#### Required work
Your output should be the lines of the data that follow, reproduced exactly from the first through the line bearing "pub mod payload;".
[Supplied material — start]
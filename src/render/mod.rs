//! Result rendering
//!
//! Turns the outcome of one submission into the contents of a display region.
//! Every render clears the region first, so the region only ever shows the
//! latest outcome and never a mix of success and error output.

pub mod payload;

use serde_json::Value;

use crate::charts;
use crate::client::ClientError;
pub use payload::{PayloadError, StatValue, Stats, SubmissionResult};

/// Shown when the server reports a failure without a message
pub const UNKNOWN_ERROR: &str = "Unknown error";

/// Shown when the payload matches neither the success nor the failure shape
pub const INVALID_RESPONSE: &str = "Invalid response from server";

/// Alt text used for chart images in HTML output
const IMAGE_ALT: &str = "Stock Chart";

#[derive(Debug, Clone, PartialEq)]
pub struct StatLine {
    pub label: &'static str,
    pub value: String,
}

#[derive(Debug, Clone, PartialEq)]
pub enum Element {
    Stats(Vec<StatLine>),
    Image { src: String },
    Error { message: String },
}

/// Target of a render. The renderer owns its contents between calls.
pub trait DisplayRegion {
    fn clear(&mut self);
    fn append(&mut self, element: Element);
}

/// In-memory display region
#[derive(Debug, Clone, Default, PartialEq)]
pub struct Region {
    elements: Vec<Element>,
}

impl DisplayRegion for Region {
    fn clear(&mut self) {
        self.elements.clear();
    }

    fn append(&mut self, element: Element) {
        self.elements.push(element);
    }
}

#[derive(Debug, thiserror::Error)]
pub enum RenderError {
    #[error("invalid response: {0}")]
    InvalidResponse(#[from] PayloadError),
}

/// Replace the region contents with `result`
pub fn render<R: DisplayRegion + ?Sized>(region: &mut R, result: &SubmissionResult) {
    region.clear();

    match result {
        SubmissionResult::Success { stats, images } => {
            if let Some(stats) = stats {
                let lines: Vec<StatLine> = stats
                    .entries()
                    .map(|(key, value)| StatLine {
                        label: key.label(),
                        value: value.to_string(),
                    })
                    .collect();
                if !lines.is_empty() {
                    region.append(Element::Stats(lines));
                }
            }

            for src in images {
                region.append(Element::Image { src: src.clone() });
            }
        }
        SubmissionResult::Failure { message } => {
            let message = message
                .as_deref()
                .filter(|m| !m.is_empty())
                .unwrap_or(UNKNOWN_ERROR);
            region.append(Element::Error {
                message: message.to_string(),
            });
        }
    }
}

/// Decode a raw payload and render it.
///
/// A payload that cannot be classified still replaces the region, with a
/// generic error line, before the error is returned.
pub fn render_payload<R: DisplayRegion + ?Sized>(
    region: &mut R,
    payload: &Value,
) -> Result<(), RenderError> {
    match payload::decode(payload) {
        Ok(result) => {
            render(region, &result);
            Ok(())
        }
        Err(e) => {
            show_error(region, INVALID_RESPONSE);
            Err(e.into())
        }
    }
}

/// Render the outcome of a submission, including transport failures.
///
/// This is where every submission error ends up; nothing is re-raised.
pub fn render_outcome<R: DisplayRegion + ?Sized>(
    region: &mut R,
    outcome: &Result<SubmissionResult, ClientError>,
) {
    match outcome {
        Ok(result) => {
            if let SubmissionResult::Failure { message } = result {
                tracing::info!("Server reported failure: {}", message.as_deref().unwrap_or(""));
            }
            render(region, result);
        }
        Err(e) => {
            tracing::warn!("Submission failed: {}", e);
            show_error(region, &e.user_message());
        }
    }
}

fn show_error<R: DisplayRegion + ?Sized>(region: &mut R, message: &str) {
    region.clear();
    region.append(Element::Error {
        message: message.to_string(),
    });
}

impl Region {
    pub fn new() -> Self {
        Self::default()
    }

    pub fn elements(&self) -> &[Element] {
        &self.elements
    }

    pub fn is_empty(&self) -> bool {
        self.elements.is_empty()
    }

    /// Image sources in display order
    pub fn images(&self) -> impl Iterator<Item = &str> + '_ {
        self.elements.iter().filter_map(|e| match e {
            Element::Image { src } => Some(src.as_str()),
            _ => None,
        })
    }

    pub fn error(&self) -> Option<&str> {
        self.elements.iter().find_map(|e| match e {
            Element::Error { message } => Some(message.as_str()),
            _ => None,
        })
    }

    /// Plain-text rendering, one line per stat, chart or error
    pub fn to_text(&self) -> Vec<String> {
        let mut lines = Vec::new();
        let mut chart = 0;

        for element in &self.elements {
            match element {
                Element::Stats(stats) => {
                    for stat in stats {
                        lines.push(format!("{}: {}", stat.label, stat.value));
                    }
                }
                Element::Image { src } => {
                    chart += 1;
                    lines.push(format!("[chart {}] {}", chart, charts::describe(src)));
                }
                Element::Error { message } => lines.push(format!("Error: {}", message)),
            }
        }

        lines
    }

    /// HTML fragment matching the host page markup
    pub fn to_html(&self) -> String {
        let mut html = String::new();

        for element in &self.elements {
            match element {
                Element::Stats(stats) => {
                    html.push_str("<div class=\"stats\">\n");
                    for stat in stats {
                        html.push_str(&format!(
                            "  <p><span>{}:</span> <span>{}</span></p>\n",
                            escape_html(stat.label),
                            escape_html(&stat.value)
                        ));
                    }
                    html.push_str("</div>\n");
                }
                Element::Image { src } => {
                    html.push_str(&format!(
                        "<img src=\"{}\" alt=\"{}\"/>\n",
                        escape_html(src),
                        IMAGE_ALT
                    ));
                }
                Element::Error { message } => {
                    html.push_str(&format!(
                        "<p class=\"error\">Error: {}</p>\n",
                        escape_html(message)
                    ));
                }
            }
        }

        html
    }
}

fn escape_html(s: &str) -> String {
    let mut out = String::with_capacity(s.len());
    for c in s.chars() {
        match c {
            '&' => out.push_str("&amp;"),
            '<' => out.push_str("&lt;"),
            '>' => out.push_str("&gt;"),
            '"' => out.push_str("&quot;"),
            '\'' => out.push_str("&#39;"),
            _ => out.push(c),
        }
    }
    out
}
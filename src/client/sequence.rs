//! Stale-response fencing
//!
//! Every submission gets a token. Only the response carrying the most
//! recently issued token may be rendered; anything older is dropped so a slow
//! earlier request can never overwrite a newer result.

use std::sync::atomic::{AtomicU64, Ordering};

#[derive(Debug, Clone, Copy, PartialEq, Eq, PartialOrd, Ord, Hash)]
pub struct RequestToken(u64);

impl RequestToken {
    pub fn id(self) -> u64 {
        self.0
    }
}

#[derive(Debug, Default)]
pub struct RequestSequencer {
    latest: AtomicU64,
}

impl RequestSequencer {
    pub fn new() -> Self {
        Self::default()
    }

    /// Issue a token for a new request, superseding all earlier ones
    pub fn issue(&self) -> RequestToken {
        RequestToken(self.latest.fetch_add(1, Ordering::SeqCst) + 1)
    }

    pub fn is_current(&self, token: RequestToken) -> bool {
        self.latest.load(Ordering::SeqCst) == token.0
    }
}

#[cfg(test)]
mod tests {
    use super::*;

    #[test]
    fn test_tokens_increase() {
        let seq = RequestSequencer::new();

        let a = seq.issue();
        let b = seq.issue();
        assert!(b > a);
        assert_eq!(b.id(), a.id() + 1);
    }

    #[test]
    fn test_only_latest_is_current() {
        let seq = RequestSequencer::new();
        let first = seq.issue();
        assert!(seq.is_current(first));

        let second = seq.issue();
        assert!(!seq.is_current(first));
        assert!(seq.is_current(second));
    }
}
use std::io;

use crossterm::{
    execute,
    style::{
        Attribute, Color, Print, ResetColor, SetAttribute, SetForegroundColor,
    },
};

use crate::{ranking::Ranked, FuelType};

/// Styled terminal output. With color disabled every prefix is printed
/// plain, which is what the one-shot and piped modes use.
#[non_exhaustive]
pub struct Printer {
    color: bool,
}

impl Printer {
    #[inline]
    #[must_use]
    pub const fn new(color: bool) -> Self {
        Self { color }
    }

    // Cannot be a `const fn` because we apply ANSI escape codes for colors
    // based on terminal capabilities, which are determined at runtime.
    #[inline]
    #[must_use]
    pub fn input_prompt(&self) -> String {
        if self.color {
            format!(
                "{}{}You: {}{}",
                SetForegroundColor(Color::Magenta),
                SetAttribute(Attribute::Bold),
                ResetColor,
                SetAttribute(Attribute::Reset)
            )
        } else {
            "You: ".to_owned()
        }
    }

    #[inline]
    pub fn print_app_message(&self, message: &str) -> io::Result<()> {
        if self.color {
            execute!(
                io::stdout(),
                SetForegroundColor(Color::Blue),
                SetAttribute(Attribute::Bold),
                Print("fuelcli: "),
                ResetColor,
                SetAttribute(Attribute::Reset),
                Print(message),
                Print("\n"),
            )
        } else {
            execute!(
                io::stdout(),
                Print("fuelcli: "),
                Print(message),
                Print("\n")
            )
        }
    }

    #[inline]
    pub fn print_error_message(&self, message: &str) -> io::Result<()> {
        if self.color {
            execute!(
                io::stdout(),
                SetForegroundColor(Color::Red),
                SetAttribute(Attribute::Bold),
                Print("Error: "),
                ResetColor,
                SetAttribute(Attribute::Reset),
                Print(message),
                Print("\n"),
            )
        } else {
            execute!(
                io::stdout(),
                Print("Error: "),
                Print(message),
                Print("\n")
            )
        }
    }

    /// One reply card per ranked station, cheapest first.
    #[inline]
    pub fn print_ranking(
        &self,
        heading: &str,
        ranking: &[Ranked<'_>],
        fuel: FuelType,
    ) -> io::Result<()> {
        self.print_app_message(heading)?;

        for (index, ranked) in ranking.iter().enumerate() {
            let station = ranked.station;

            self.print_station_header(
                index + 1,
                &station.brand,
                &station.address,
            )?;

            for product in FuelType::ALL {
                if let Some(price) = product.price_at(station) {
                    let marker =
                        if product == fuel { " <- ranked on" } else { "" };
                    self.print_detail(&format!(
                        "{}: {price:.3} EUR/L{marker}",
                        product.label()
                    ))?;
                }
            }

            if !station.schedule.is_empty() {
                self.print_detail(&format!("Hours: {}", station.schedule))?;
            }
        }

        Ok(())
    }

    fn print_station_header(
        &self,
        rank: usize,
        brand: &str,
        address: &str,
    ) -> io::Result<()> {
        if self.color {
            execute!(
                io::stdout(),
                SetForegroundColor(Color::Cyan),
                SetAttribute(Attribute::Bold),
                Print(format!("{rank}. {brand}")),
                ResetColor,
                SetAttribute(Attribute::Reset),
                Print(format!(" - {address}\n")),
            )
        } else {
            execute!(io::stdout(), Print(format!("{rank}. {brand} - {address}\n")))
        }
    }

    fn print_detail(&self, line: &str) -> io::Result<()> {
        execute!(io::stdout(), Print("   "), Print(line), Print("\n"))
    }
}
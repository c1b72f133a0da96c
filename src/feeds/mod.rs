pub mod fixture;
pub mod geoportal;
use async_trait::async_trait;
use serde::{Deserialize, Serialize};
use thiserror::Error;

use crate::geo::Coordinates;

pub mod cache;
pub mod cli;
pub mod commands;
pub mod config;
pub mod feeds;
pub mod geo;
pub mod query;
pub mod ranking;
pub mod ui;

/// Fuel products the ministry dataset publishes prices for.
#[non_exhaustive]
#[derive(
    Debug, Clone, Copy, PartialEq, Eq, Hash, Serialize, Deserialize, Default,
)]
pub enum FuelType {
    #[default]
    Gasoline95,
    Gasoline98,
    DieselA,
    DieselPremium,
}

impl FuelType {
    pub const ALL: [Self; 4] = [
        Self::Gasoline95,
        Self::Gasoline98,
        Self::DieselA,
        Self::DieselPremium,
    ];

    /// The product name as the dataset labels it.
    #[inline]
    #[must_use]
    pub const fn label(self) -> &'static str {
        match self {
            Self::Gasoline95 => "Gasolina 95 E5",
            Self::Gasoline98 => "Gasolina 98 E5",
            Self::DieselA => "Gasóleo A",
            Self::DieselPremium => "Gasóleo Premium",
        }
    }

    /// Short name accepted by the `/fuel` command and the `--fuel` flag.
    #[inline]
    #[must_use]
    pub const fn short_name(self) -> &'static str {
        match self {
            Self::Gasoline95 => "95",
            Self::Gasoline98 => "98",
            Self::DieselA => "diesel",
            Self::DieselPremium => "diesel-premium",
        }
    }

    #[inline]
    #[must_use]
    pub fn from_name(name: &str) -> Option<Self> {
        match name.to_lowercase().as_str() {
            "95" | "gasolina95" | "gasoline95" => Some(Self::Gasoline95),
            "98" | "gasolina98" | "gasoline98" => Some(Self::Gasoline98),
            "diesel" | "gasoleo" | "gasoleo-a" | "diesel-a" => {
                Some(Self::DieselA)
            }
            "diesel-premium" | "gasoleo-premium" | "premium" => {
                Some(Self::DieselPremium)
            }
            _ => None,
        }
    }

    /// The station's published price for this fuel, if any.
    #[inline]
    #[must_use]
    pub const fn price_at(self, station: &Station) -> Option<f64> {
        match self {
            Self::Gasoline95 => station.prices.gasoline_95,
            Self::Gasoline98 => station.prices.gasoline_98,
            Self::DieselA => station.prices.diesel_a,
            Self::DieselPremium => station.prices.diesel_premium,
        }
    }
}

/// Per-fuel prices in euro per liter. `None` means the station does not
/// publish that product.
#[non_exhaustive]
#[derive(Debug, Clone, Copy, Default, PartialEq, Serialize, Deserialize)]
pub struct Prices {
    pub gasoline_95: Option<f64>,
    pub gasoline_98: Option<f64>,
    pub diesel_a: Option<f64>,
    pub diesel_premium: Option<f64>,
}

impl Prices {
    /// A record with no parseable price at all is malformed and gets dropped
    /// at ingest.
    #[inline]
    #[must_use]
    pub const fn is_empty(&self) -> bool {
        self.gasoline_95.is_none()
            && self.gasoline_98.is_none()
            && self.diesel_a.is_none()
            && self.diesel_premium.is_none()
    }
}

/// One entry of the price feed.
#[non_exhaustive]
#[derive(Debug, Clone, PartialEq, Serialize, Deserialize)]
pub struct Station {
    pub brand: String,
    pub address: String,
    pub municipality: String,
    pub province: String,
    pub schedule: String,
    pub position: Option<Coordinates>,
    pub prices: Prices,
}

impl Station {
    #[inline]
    #[must_use]
    pub const fn new(
        brand: String,
        address: String,
        municipality: String,
        province: String,
        schedule: String,
        position: Option<Coordinates>,
        prices: Prices,
    ) -> Self {
        Self {
            brand,
            address,
            municipality,
            province,
            schedule,
            position,
            prices,
        }
    }
}

#[non_exhaustive]
#[derive(Debug, Error)]
pub enum FeedError {
    #[error("Request timed out.")]
    Timeout,
    #[error("Network error: {0}.")]
    Network(reqwest::Error),
    #[error("Price feed returned status {0}.")]
    Status(reqwest::StatusCode),
    #[error("Unexpected response from the price feed.")]
    UnexpectedResponse,
}

/// A source of station records. The conversation loop holds the active feed
/// behind `Box<dyn PriceFeed>`.
#[async_trait]
pub trait PriceFeed: Send + Sync {
    fn name(&self) -> &'static str;

    async fn fetch(&self) -> Result<Vec<Station>, FeedError>;
}
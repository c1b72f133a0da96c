use crate::geo::Coordinates;

/// What the user asked for: a locality by name, or everything within a
/// radius of a point.
#[derive(Debug, Clone, PartialEq)]
pub enum Query {
    Locality(String),
    Near {
        center: Coordinates,
        radius_km: f64,
    },
}

impl Query {
    /// An input line that reads as a coordinate pair becomes a radius query;
    /// anything else is a locality lookup.
    #[inline]
    #[must_use]
    pub fn parse(input: &str, radius_km: f64) -> Self {
        Coordinates::parse_pair(input).map_or_else(
            |_err| Self::Locality(input.trim().to_owned()),
            |center| Self::Near { center, radius_km },
        )
    }
}

#[cfg(test)]
mod tests {
    use super::Query;
    use crate::geo::Coordinates;

    #[test]
    fn coordinate_pair_becomes_radius_query() {
        let query = Query::parse("40.4168 -3.7038", 15.0);
        assert_eq!(
            query,
            Query::Near {
                center: Coordinates::new(40.4168, -3.7038).unwrap(),
                radius_km: 15.0,
            }
        );
    }

    #[test]
    fn plain_text_becomes_locality_query() {
        assert_eq!(
            Query::parse("  Alcalá de Henares ", 15.0),
            Query::Locality("Alcalá de Henares".to_owned())
        );
    }

    #[test]
    fn comma_decimal_city_names_stay_localities() {
        assert_eq!(
            Query::parse("madrid, centro", 15.0),
            Query::Locality("madrid, centro".to_owned())
        );
    }
}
[Supplied material — finish]
#### Result for this task
filename src/render/mod.rs
//! Result rendering
//!
//! Turns the outcome of one submission into the contents of a display region.
//! Every render clears the region first, so the region only ever shows the
//! latest outcome and never a mix of success and error output.

pub mod payload;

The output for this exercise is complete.